What I know about building a content channel: Mohammed Asfour
The story of Jordan-based Kharabeesh began in 2008 when its cofounder and VP of content Wael Attili wanted to create a content channel to reach Arab youth.
At that point, Kharabeesh (‘scribbles’ in Arabic) was a banner company for five creative agencies. In 2013, the cofounders of the company came together to form Kharabeesh as the region knows it today - a wildly successful content channel telling the stories of the Arab community through entertainment.
In total, the Youtube-certified channel - the region’s first multi-channel network to become so - has five cofounders of whom Mohammed Asfour is CEO.
Kharabeesh recently announced that it closed a Series B round of $5 million. Prior to that, the company raised an angel round of $1 million in 2011 and $1.65 million in 2013.
As quality video content continues to be in demand by viewers, brands and advertisers, Asfour talked to Wamda about how Kharabeesh cracked the viewership code as well as its recent expansion to Jeddah, Saudi Arabia.
Know your content’s audience. Think pan Arab. The whole idea of Kharabeesh is to tell stories, stories of any Arab around the globe. When you talk about Arabic stories you’re talking about localization - specific content, specific stories, specific dialects for North Africa, the Levant region and the GCC.
Experimentation is imperative to growth. It should be your brand’s essence. Start with what you know, see how it does and then keep going. You have to create unusual content too. Kharabeesh started with cartoon animation then moved to video production then to social entertainment then to comedy, which was not common in Jordan. Once we succeeded with comedy, we moved on to music.
Discovering and developing will lead to success. You need to take the talent you find and conceptualize in the discovery and developing stage. Then you have to move to audience management and the growth. This is when you should work on optimization, the distribution, and study audience analytics, before finally reaching monetization.
Monetization and localization are the biggest challenges. You can have 10 shows but only one might reach the monetization stage. Know your business model and if needed, figure out how to educate the market to enable your growth. To reach a pan Arab audience you also have to create content with different dialects for different channels. Start by setting up offices in your target countries. In Tunisia, we got an office there, found partners, hired talents who then worked with other talents and created content. That’s how we did it in Egypt and how we are doing it in Saudi Arabia. Now the success rate of our shows is more than 70 percent.

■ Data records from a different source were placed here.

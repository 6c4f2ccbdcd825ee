//! Boot splash card, shown for [`SPLASH_MS`](crate::config::SPLASH_MS) before the dashboard.

use embedded_graphics::mono_font::MonoTextStyle;
use embedded_graphics::pixelcolor::Rgb565;
use embedded_graphics::prelude::*;
use embedded_graphics::primitives::{PrimitiveStyleBuilder, Rectangle, RoundedRectangle};
use embedded_graphics::text::Text;

use crate::colors::{BLACK, GREY, TEAL};
use crate::config::{CENTER_X, CENTER_Y};
use crate::styles::{CAPTION_STYLE, CENTERED, LOG_FONT, TITLE_STYLE};

const CARD: Rectangle = Rectangle::new(Point::new(CENTER_X - 150, CENTER_Y - 50), Size::new(300, 100));
const CARD_CORNER: Size = Size::new(10, 10);

const TITLE_POS: Point = Point::new(CENTER_X, CENTER_Y - 8);
const SUBTITLE_POS: Point = Point::new(CENTER_X, CENTER_Y + 16);
const VERSION_POS: Point = Point::new(CENTER_X, CENTER_Y + 32);

/// Clear the screen and draw the title card.
pub fn draw_splash<D>(display: &mut D)
where
    D: DrawTarget<Color = Rgb565>,
{
    display.clear(BLACK).ok();

    let card_style = PrimitiveStyleBuilder::new()
        .stroke_color(TEAL)
        .stroke_width(2)
        .fill_color(BLACK)
        .build();
    RoundedRectangle::with_equal_corners(CARD, CARD_CORNER)
        .into_styled(card_style)
        .draw(display)
        .ok();

    Text::with_text_style("Home Energy Monitor", TITLE_POS, TITLE_STYLE, CENTERED)
        .draw(display)
        .ok();
    Text::with_text_style("solar / grid / hot water", SUBTITLE_POS, CAPTION_STYLE, CENTERED)
        .draw(display)
        .ok();

    let version = MonoTextStyle::new(LOG_FONT, GREY);
    Text::with_text_style(concat!("v", env!("CARGO_PKG_VERSION")), VERSION_POS, version, CENTERED)
        .draw(display)
        .ok();
}

#[cfg(test)]
mod tests {
    use embedded_graphics_simulator::SimulatorDisplay;

    use super::*;
    use crate::config::{SCREEN_HEIGHT, SCREEN_WIDTH};

    #[test]
    fn test_splash_draws_card_border() {
        let mut display = SimulatorDisplay::<Rgb565>::new(Size::new(SCREEN_WIDTH, SCREEN_HEIGHT));
        draw_splash(&mut display);
        assert!(CARD.points().any(|p| display.get_pixel(p) == TEAL));
        assert_eq!(display.get_pixel(Point::new(2, 2)), BLACK);
    }
}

Don’t be satisfied with one viral video. That is not the end of the game. There's a lot of room to learn and you need to understand your audience. If you provide your audience with the right content and can enable the creative talents around you to grow, then eventually you will succeed.
You have to stay focused. Growing the company is most difficult, and if you are able to grow your company KPIs, which reflects in revenue growth, then you are on the right track. The content industry keeps changing almost daily, so the vision is key.
Expand your services. The market is developing fast and you should be looking at other markets like VR, AR and AI if you want to lead in digital entertainment.
Include your target markets in your initial strategy. We wanted Saudi and so opening there was planned from the beginning. However, it is difficult to have a foreign investment company within the media sector there. But, because Youtube is the second most visited site in the country after Google, it has great commercial value. Being in Dubai helps because contracts can be signed from here. But all the registrations and legalities need to happen in Saudi, which our Saudi partner handles.